Collected data entries

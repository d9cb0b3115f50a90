use std::cmp::Ordering;
use std::collections::HashMap;
use std::str::FromStr;
use std::sync::Arc;

use serde::{Deserialize, Serialize};

use crate::error::ValidatorError;

// ---------------------------------------------------------------------------
// Submission types
// ---------------------------------------------------------------------------

/// The four submissions of a reporting period, in fixed enumeration order.
/// The derived `Ord` is that order and drives report sorting.
#[derive(Debug, Clone, Copy, PartialEq, Eq, Hash, PartialOrd, Ord, Serialize, Deserialize)]
#[serde(rename_all = "snake_case")]
pub enum SubmissionType {
    Appropriation,
    ObjectClassProgramActivity,
    Award,
    AwardFinancial,
}

impl SubmissionType {
    pub const ALL: [SubmissionType; 4] = [
        Self::Appropriation,
        Self::ObjectClassProgramActivity,
        Self::Award,
        Self::AwardFinancial,
    ];

    pub fn name(&self) -> &'static str {
        match self {
            Self::Appropriation => "appropriation",
            Self::ObjectClassProgramActivity => "object_class_program_activity",
            Self::Award => "award",
            Self::AwardFinancial => "award_financial",
        }
    }

    /// Canonical upload file name (`appropriation.csv`, ...).
    pub fn file_name(&self) -> String {
        format!("{}.csv", self.name())
    }
}

impl std::fmt::Display for SubmissionType {
    fn fmt(&self, f: &mut std::fmt::Formatter<'_>) -> std::fmt::Result {
        f.write_str(self.name())
    }
}

impl FromStr for SubmissionType {
    type Err = ValidatorError;

    fn from_str(s: &str) -> Result<Self, Self::Err> {
        let wanted = s.trim().trim_end_matches(".csv").replace('-', "_");
        Self::ALL
            .iter()
            .copied()
            .find(|t| t.name().eq_ignore_ascii_case(&wanted))
            .ok_or_else(|| ValidatorError::config(format!("unknown submission type '{s}'")))
    }
}

// ---------------------------------------------------------------------------
// Rows
// ---------------------------------------------------------------------------

/// Canonical form used for case- and whitespace-insensitive column matching.
pub fn normalize_column(name: &str) -> String {
    name.trim().to_ascii_lowercase()
}

/// Header of one parsed stream: original names plus a normalized lookup table.
#[derive(Debug, Clone)]
pub struct Columns {
    names: Vec<String>,
    positions: HashMap<String, usize>,
}

impl Columns {
    pub fn new(names: Vec<String>) -> Self {
        let mut positions = HashMap::with_capacity(names.len());
        for (i, name) in names.iter().enumerate() {
            positions.entry(normalize_column(name)).or_insert(i);
        }
        Self { names, positions }
    }

    pub fn names(&self) -> &[String] {
        &self.names
    }

    pub fn len(&self) -> usize {
        self.names.len()
    }

    pub fn is_empty(&self) -> bool {
        self.names.is_empty()
    }

    pub fn position(&self, name: &str) -> Option<usize> {
        self.positions.get(&normalize_column(name)).copied()
    }
}

/// One data line of a submission. Immutable once parsed.
#[derive(Debug, Clone)]
pub struct Row {
    pub submission: SubmissionType,
    /// 1-based, header excluded.
    pub index: u64,
    columns: Arc<Columns>,
    values: Vec<String>,
}

impl Row {
    pub fn new(
        submission: SubmissionType,
        index: u64,
        columns: Arc<Columns>,
        values: Vec<String>,
    ) -> Self {
        Self {
            submission,
            index,
            columns,
            values,
        }
    }

    /// Raw value of a column, matched case-insensitively.
    pub fn get(&self, column: &str) -> Option<&str> {
        self.columns
            .position(column)
            .and_then(|i| self.values.get(i))
            .map(String::as_str)
    }

    /// Raw value or the empty string when the column is absent.
    pub fn value(&self, column: &str) -> &str {
        self.get(column).unwrap_or("")
    }
}

// ---------------------------------------------------------------------------
// Budgetary key (TAS)
// ---------------------------------------------------------------------------

/// Columns that make up the TAS, in key order.
pub const KEY_COLUMNS: [&str; 6] = [
    "AllocationTransferAgencyIdentifier",
    "AgencyIdentifier",
    "BeginningPeriodOfAvailability",
    "EndingPeriodOfAvailability",
    "AvailabilityTypeCode",
    "MainAccountCode",
];

/// Composite Treasury Account Symbol. Equality is exact on all six
/// components; a blank component is a valid value.
#[derive(Debug, Clone, PartialEq, Eq, Hash, PartialOrd, Ord, Serialize)]
pub struct BudgetaryKey {
    pub allocation_transfer_agency: String,
    pub agency: String,
    pub beginning_period: String,
    pub ending_period: String,
    pub availability_type: String,
    pub main_account: String,
}

impl BudgetaryKey {
    pub fn from_row(row: &Row) -> Self {
        let [ata, aid, bpoa, epoa, atc, main] = KEY_COLUMNS.map(|c| row.value(c).to_string());
        Self {
            allocation_transfer_agency: ata,
            agency: aid,
            beginning_period: bpoa,
            ending_period: epoa,
            availability_type: atc,
            main_account: main,
        }
    }
}

impl std::fmt::Display for BudgetaryKey {
    fn fmt(&self, f: &mut std::fmt::Formatter<'_>) -> std::fmt::Result {
        write!(
            f,
            "{}/{}/{}/{}/{}/{}",
            self.allocation_transfer_agency,
            self.agency,
            self.beginning_period,
            self.ending_period,
            self.availability_type,
            self.main_account,
        )
    }
}

// ---------------------------------------------------------------------------
// Validation errors
// ---------------------------------------------------------------------------

#[derive(Debug, Clone, Copy, PartialEq, Eq, Hash, PartialOrd, Ord, Serialize, Deserialize)]
#[serde(rename_all = "snake_case")]
pub enum Severity {
    Error,
    Warning,
    Info,
}

impl Severity {
    /// Severities a rule may declare. `info` is reserved for engine notices.
    pub fn parse_rule_severity(value: &str) -> Option<Self> {
        match value.trim().to_ascii_lowercase().as_str() {
            "error" => Some(Self::Error),
            "warning" => Some(Self::Warning),
            _ => None,
        }
    }
}

impl std::fmt::Display for Severity {
    fn fmt(&self, f: &mut std::fmt::Formatter<'_>) -> std::fmt::Result {
        match self {
            Self::Error => write!(f, "error"),
            Self::Warning => write!(f, "warning"),
            Self::Info => write!(f, "info"),
        }
    }
}

#[derive(Debug, Clone, Copy, PartialEq, Eq, Hash, PartialOrd, Ord, Serialize)]
#[serde(rename_all = "snake_case")]
pub enum Location {
    /// Whole-file problem (not uploaded, wrong type, unreadable stream).
    File,
    Header,
    Row,
    CrossFile,
}

/// Reserved rule ids for entries not produced by a loaded rule.
pub const RULE_SCHEMA: &str = "schema";
pub const RULE_PARSE: &str = "parse";
pub const RULE_UPLOAD: &str = "upload";
pub const RULE_RECONCILIATION: &str = "reconciliation";

/// One finding in the report. Immutable value.
#[derive(Debug, Clone, PartialEq, Eq, Serialize)]
pub struct ValidationError {
    /// Absent for run-level notices.
    pub submission: Option<SubmissionType>,
    pub location: Location,
    #[serde(skip_serializing_if = "Option::is_none")]
    pub row: Option<u64>,
    /// Field name, TAS, or award identifier the entry is about.
    pub target: String,
    pub rule_id: String,
    pub severity: Severity,
    pub message: String,
}

impl ValidationError {
    pub fn file(submission: SubmissionType, message: impl Into<String>) -> Self {
        Self {
            submission: Some(submission),
            location: Location::File,
            row: None,
            target: submission.file_name(),
            rule_id: RULE_UPLOAD.into(),
            severity: Severity::Error,
            message: message.into(),
        }
    }

    pub fn header(submission: SubmissionType, message: impl Into<String>) -> Self {
        Self {
            submission: Some(submission),
            location: Location::Header,
            row: None,
            target: "header".into(),
            rule_id: RULE_SCHEMA.into(),
            severity: Severity::Error,
            message: message.into(),
        }
    }

    pub fn row(
        submission: SubmissionType,
        row: u64,
        target: impl Into<String>,
        rule_id: impl Into<String>,
        severity: Severity,
        message: impl Into<String>,
    ) -> Self {
        Self {
            submission: Some(submission),
            location: Location::Row,
            row: Some(row),
            target: target.into(),
            rule_id: rule_id.into(),
            severity,
            message: message.into(),
        }
    }

    pub fn cross_file(
        submission: Option<SubmissionType>,
        target: impl Into<String>,
        rule_id: impl Into<String>,
        severity: Severity,
        message: impl Into<String>,
    ) -> Self {
        Self {
            submission,
            location: Location::CrossFile,
            row: None,
            target: target.into(),
            rule_id: rule_id.into(),
            severity,
            message: message.into(),
        }
    }

    fn phase(&self) -> u8 {
        match self.location {
            Location::File | Location::Header => 0,
            Location::Row => 1,
            Location::CrossFile => 2,
        }
    }
}

impl Ord for ValidationError {
    /// File/header entries by submission, then row entries by
    /// (submission, row, rule id), then cross-file entries by (key, rule id).
    /// Remaining fields break ties so the order is total.
    fn cmp(&self, other: &Self) -> Ordering {
        self.phase().cmp(&other.phase()).then_with(|| {
            let primary = if self.phase() == 2 {
                self.target
                    .cmp(&other.target)
                    .then_with(|| self.rule_id.cmp(&other.rule_id))
                    .then_with(|| self.submission.cmp(&other.submission))
            } else {
                self.submission
                    .cmp(&other.submission)
                    .then_with(|| self.location.cmp(&other.location))
                    .then_with(|| self.row.cmp(&other.row))
                    .then_with(|| self.rule_id.cmp(&other.rule_id))
                    .then_with(|| self.target.cmp(&other.target))
            };
            primary
                .then_with(|| self.severity.cmp(&other.severity))
                .then_with(|| self.message.cmp(&other.message))
                .then_with(|| self.location.cmp(&other.location))
                .then_with(|| self.row.cmp(&other.row))
                .then_with(|| self.target.cmp(&other.target))
        })
    }
}

impl PartialOrd for ValidationError {
    fn partial_cmp(&self, other: &Self) -> Option<Ordering> {
        Some(self.cmp(other))
    }
}
//! Cross-file reconciliation over the per-file indexes.
//!
//! Runs after every file pipeline has finished. A rule only runs when all
//! the submissions it involves are available; skipped rules are summarised
//! in a single info notice instead of producing cross-file errors.

use std::collections::{BTreeMap, BTreeSet};

use rust_decimal::Decimal;

use crate::index::{FileIndex, KeyIndex};
use crate::model::{Severity, SubmissionType, ValidationError, RULE_RECONCILIATION};
use crate::rules::eval::render;
use crate::rules::{Predicate, Rule};

/// Target of the notice listing rules that could not run.
pub const SKIPPED_TARGET: &str = "reconciliation-skipped";

/// Rows listed per unmatched award before the list is abbreviated.
const MAX_LISTED_ROWS: usize = 10;

pub fn reconcile(
    available: &BTreeMap<SubmissionType, FileIndex>,
    rules: &[&Rule],
    default_tolerance: Decimal,
) -> Vec<ValidationError> {
    let mut errors = Vec::new();
    let mut skipped: Vec<&str> = Vec::new();
    let mut unavailable: BTreeSet<SubmissionType> = BTreeSet::new();

    for rule in rules {
        let missing: Vec<SubmissionType> = rule
            .involved()
            .into_iter()
            .filter(|t| !available.contains_key(t))
            .collect();
        if !missing.is_empty() {
            tracing::debug!(rule = %rule.id, ?missing, "cross-file rule skipped");
            skipped.push(&rule.id);
            unavailable.extend(missing);
            continue;
        }

        match &rule.predicate {
            Predicate::KeyPresence { required_in } => {
                key_presence(available, rule, required_in, &mut errors)
            }
            Predicate::AmountMatch { left, right, .. } => {
                let tolerance = rule.tolerance.unwrap_or(default_tolerance);
                if let (Some(l), Some(r)) = (
                    keys_of(available, left.submission),
                    keys_of(available, right.submission),
                ) {
                    amount_match(rule, (l, &left.field), (r, &right.field), tolerance, &mut errors);
                }
            }
            Predicate::AwardLink { target, .. } => {
                award_link(available, rule, *target, &mut errors)
            }
            _ => {}
        }
    }

    if !skipped.is_empty() {
        let names: Vec<&str> = unavailable.iter().map(|t| t.name()).collect();
        tracing::warn!(
            unavailable = %names.join(", "),
            rules = skipped.len(),
            "cross-file checks skipped"
        );
        errors.push(ValidationError::cross_file(
            None,
            SKIPPED_TARGET,
            RULE_RECONCILIATION,
            Severity::Info,
            format!(
                "cross-file checks skipped because {} could not be validated: {}",
                names.join(", "),
                skipped.join(", ")
            ),
        ));
    }

    errors
}

fn keys_of(
    available: &BTreeMap<SubmissionType, FileIndex>,
    submission: SubmissionType,
) -> Option<&KeyIndex> {
    available.get(&submission).and_then(|f| f.keys.as_ref())
}

fn message(rule: &Rule, default: String, vars: &[(&str, &str)]) -> String {
    match &rule.message {
        Some(template) => {
            let mut all = vars.to_vec();
            all.push(("rule", rule.id.as_str()));
            all.push(("detail", default.as_str()));
            render(template, &all)
        }
        None => default,
    }
}

fn key_presence(
    available: &BTreeMap<SubmissionType, FileIndex>,
    rule: &Rule,
    required_in: &[SubmissionType],
    errors: &mut Vec<ValidationError>,
) {
    let lookups: Vec<&KeyIndex> = required_in
        .iter()
        .filter_map(|t| keys_of(available, *t))
        .collect();
    let required_names = required_in
        .iter()
        .map(|t| t.name())
        .collect::<Vec<_>>()
        .join(" or ");

    for source in &rule.applies_to {
        let Some(keys) = keys_of(available, *source) else {
            continue;
        };
        for agg in keys.iter() {
            if lookups.iter().any(|idx| idx.contains(&agg.key)) {
                continue;
            }
            let key = agg.key.to_string();
            let detail = format!(
                "TAS {key} in {source} ({} row(s)) has no matching entry in {required_names}",
                agg.row_count
            );
            let text = message(
                rule,
                detail,
                &[("key", key.as_str()), ("submission", source.name())],
            );
            errors.push(ValidationError::cross_file(
                Some(*source),
                key,
                rule.id.as_str(),
                rule.severity,
                text,
            ));
        }
    }
}

fn amount_match(
    rule: &Rule,
    (left, left_field): (&KeyIndex, &str),
    (right, right_field): (&KeyIndex, &str),
    tolerance: Decimal,
    errors: &mut Vec<ValidationError>,
) {
    for agg in left.iter() {
        let Some(other) = right.get(&agg.key) else {
            continue;
        };
        let l = agg.sum(left_field);
        let r = other.sum(right_field);
        let difference = (l - r).abs();
        if difference <= tolerance {
            continue;
        }
        let key = agg.key.to_string();
        let detail = format!(
            "{}.{left_field} total {l} does not match {}.{right_field} total {r} for TAS {key} \
             (difference {difference}, tolerance {tolerance})",
            left.submission(),
            right.submission(),
        );
        let text = message(
            rule,
            detail,
            &[("key", key.as_str()), ("submission", left.submission().name())],
        );
        errors.push(ValidationError::cross_file(
            Some(left.submission()),
            key,
            rule.id.as_str(),
            rule.severity,
            text,
        ));
    }
}

fn award_link(
    available: &BTreeMap<SubmissionType, FileIndex>,
    rule: &Rule,
    target: SubmissionType,
    errors: &mut Vec<ValidationError>,
) {
    let identifiers = available
        .get(&target)
        .and_then(|f| f.awards.identifiers.get(&rule.id));

    for source in &rule.applies_to {
        let Some(references) = available
            .get(source)
            .and_then(|f| f.awards.references.get(&rule.id))
        else {
            continue;
        };
        for (award, rows) in references {
            if identifiers.is_some_and(|ids| ids.contains(award)) {
                continue;
            }
            let award_text = award.to_string();
            let detail = format!(
                "award {award_text} referenced by {source} row(s) {} does not exist in {target}",
                list_rows(rows)
            );
            let text = message(
                rule,
                detail,
                &[("key", award_text.as_str()), ("submission", source.name())],
            );
            errors.push(ValidationError::cross_file(
                Some(*source),
                award_text,
                rule.id.as_str(),
                rule.severity,
                text,
            ));
        }
    }
}

fn list_rows(rows: &[u64]) -> String {
    let shown: Vec<String> = rows
        .iter()
        .take(MAX_LISTED_ROWS)
        .map(|r| r.to_string())
        .collect();
    let mut out = shown.join(", ");
    if rows.len() > MAX_LISTED_ROWS {
        out.push_str(&format!(" and {} more", rows.len() - MAX_LISTED_ROWS));
    }
    out
}
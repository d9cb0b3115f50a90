use std::collections::BTreeMap;

use serde::Serialize;

use crate::model::{Severity, SubmissionType, ValidationError};

/// How far one submission got through its pipeline.
#[derive(Debug, Clone, Copy, PartialEq, Eq, Serialize)]
#[serde(rename_all = "snake_case")]
pub enum FileStatus {
    /// Header accepted and stream fully read. Row errors may still exist.
    Valid,
    NotUploaded,
    IncorrectType,
    HeaderInvalid,
    StreamFailed,
    /// Second stream supplied for an already supplied type; ignored.
    Duplicate,
}

impl FileStatus {
    pub fn is_available(&self) -> bool {
        matches!(self, Self::Valid)
    }
}

impl std::fmt::Display for FileStatus {
    fn fmt(&self, f: &mut std::fmt::Formatter<'_>) -> std::fmt::Result {
        match self {
            Self::Valid => write!(f, "valid"),
            Self::NotUploaded => write!(f, "not uploaded"),
            Self::IncorrectType => write!(f, "incorrect type"),
            Self::HeaderInvalid => write!(f, "header invalid"),
            Self::StreamFailed => write!(f, "stream failed"),
            Self::Duplicate => write!(f, "duplicate"),
        }
    }
}

#[derive(Debug, Clone, PartialEq, Eq, Serialize)]
pub struct FileOutcome {
    pub submission: SubmissionType,
    pub file_name: Option<String>,
    pub status: FileStatus,
    pub rows_read: u64,
}

#[derive(Debug, Clone, Default, PartialEq, Eq, Serialize)]
pub struct ReportSummary {
    pub total: usize,
    pub errors: usize,
    pub warnings: usize,
    pub infos: usize,
    pub rows_read: u64,
    /// Entry count per rule id.
    pub by_rule: BTreeMap<String, usize>,
}

/// Final output of a validation request. Contains no timestamps, so equal
/// input serializes to equal bytes.
#[derive(Debug, Clone, PartialEq, Eq, Serialize)]
pub struct ValidationReport {
    pub structurally_valid: bool,
    pub summary: ReportSummary,
    pub files: Vec<FileOutcome>,
    pub errors: Vec<ValidationError>,
}

impl ValidationReport {
    pub fn has_errors(&self) -> bool {
        self.summary.errors > 0
    }

    pub fn outcome(&self, submission: SubmissionType) -> Option<&FileOutcome> {
        self.files.iter().find(|f| f.submission == submission)
    }

    pub fn errors_for(&self, submission: SubmissionType) -> impl Iterator<Item = &ValidationError> {
        self.errors
            .iter()
            .filter(move |e| e.submission == Some(submission))
    }

    /// Pretty JSON with a trailing newline.
    pub fn to_json(&self) -> Result<String, serde_json::Error> {
        let mut out = serde_json::to_string_pretty(self)?;
        out.push('\n');
        Ok(out)
    }
}

/// Merge the entries of every stage into one deterministically ordered report.
pub fn aggregate(
    file_errors: Vec<ValidationError>,
    row_errors: Vec<ValidationError>,
    cross_file_errors: Vec<ValidationError>,
    mut files: Vec<FileOutcome>,
) -> ValidationReport {
    let mut errors = file_errors;
    errors.extend(row_errors);
    errors.extend(cross_file_errors);
    errors.sort();

    files.sort_by(|a, b| {
        a.submission
            .cmp(&b.submission)
            .then_with(|| a.file_name.cmp(&b.file_name))
    });

    let summary = compute_summary(&errors, &files);
    let structurally_valid = SubmissionType::ALL.iter().all(|t| {
        files
            .iter()
            .any(|f| f.submission == *t && f.status == FileStatus::Valid)
    }) && files.iter().all(|f| f.status != FileStatus::Duplicate);

    ValidationReport {
        structurally_valid,
        summary,
        files,
        errors,
    }
}

fn compute_summary(errors: &[ValidationError], files: &[FileOutcome]) -> ReportSummary {
    let mut summary = ReportSummary {
        total: errors.len(),
        rows_read: files.iter().map(|f| f.rows_read).sum(),
        ..Default::default()
    };
    for e in errors {
        match e.severity {
            Severity::Error => summary.errors += 1,
            Severity::Warning => summary.warnings += 1,
            Severity::Info => summary.infos += 1,
        }
        *summary.by_rule.entry(e.rule_id.clone()).or_insert(0) += 1;
    }
    summary
}
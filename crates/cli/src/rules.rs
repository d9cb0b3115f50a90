//! `dataact rules`: rule set inspection.

use std::collections::BTreeMap;
use std::path::PathBuf;

use clap::Subcommand;
use serde::Serialize;

use dataact_validator::engine::DEFAULT_RULES_DIR;
use dataact_validator::{RuleRepository, SchemaRegistry};

use crate::{load_config, CliError};

#[derive(Subcommand)]
pub enum RulesCommands {
    /// Load and validate the rule set without running it
    #[command(after_help = "\
Examples:
  dataact rules check
  dataact rules check --rules ./rules --json")]
    Check {
        /// Rule directory or file (overrides the config)
        #[arg(long)]
        rules: Option<PathBuf>,

        /// Config file
        #[arg(long, env = "DATAACT_CONFIG")]
        config: Option<PathBuf>,

        /// Print the summary as JSON
        #[arg(long)]
        json: bool,
    },
}

#[derive(Serialize)]
struct RuleSetSummary {
    source: String,
    total: usize,
    by_scope: BTreeMap<String, usize>,
    rule_ids: Vec<String>,
}

pub fn cmd_rules(cmd: RulesCommands) -> Result<(), CliError> {
    match cmd {
        RulesCommands::Check { rules, config, json } => cmd_rules_check(rules, config, json),
    }
}

fn cmd_rules_check(
    rules: Option<PathBuf>,
    config: Option<PathBuf>,
    json: bool,
) -> Result<(), CliError> {
    let config = load_config(config.as_ref())?;
    let schemas = match &config.schema.file {
        Some(path) => SchemaRegistry::load(path)?,
        None => SchemaRegistry::builtin(),
    };
    let source = rules
        .or(config.rules.dir)
        .unwrap_or_else(|| PathBuf::from(DEFAULT_RULES_DIR));

    let repo = RuleRepository::load(&source, &schemas)
        .map_err(|e| CliError::from(dataact_validator::ValidatorError::from(e)))?;

    let summary = RuleSetSummary {
        source: source.display().to_string(),
        total: repo.len(),
        by_scope: repo
            .count_by_scope()
            .into_iter()
            .map(|(scope, n)| (scope.to_string(), n))
            .collect(),
        rule_ids: repo.rules().iter().map(|r| r.id.clone()).collect(),
    };

    if json {
        let out = serde_json::to_string_pretty(&summary)
            .map_err(|e| CliError::io(format!("JSON serialization error: {e}")))?;
        println!("{out}");
    } else {
        println!("{}: {} rule(s)", summary.source, summary.total);
        for (scope, n) in &summary.by_scope {
            println!("  {scope:<10} {n}");
        }
    }
    Ok(())
}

**Your objective:** After identifying the lines above that contain "PathBuf", copy each one.

**Solution to the exercise:**
use std::path::PathBuf;
        rules: Option<PathBuf>,
        config: Option<PathBuf>,
    rules: Option<PathBuf>,
    config: Option<PathBuf>,
        .unwrap_or_else(|| PathBuf::from(DEFAULT_RULES_DIR));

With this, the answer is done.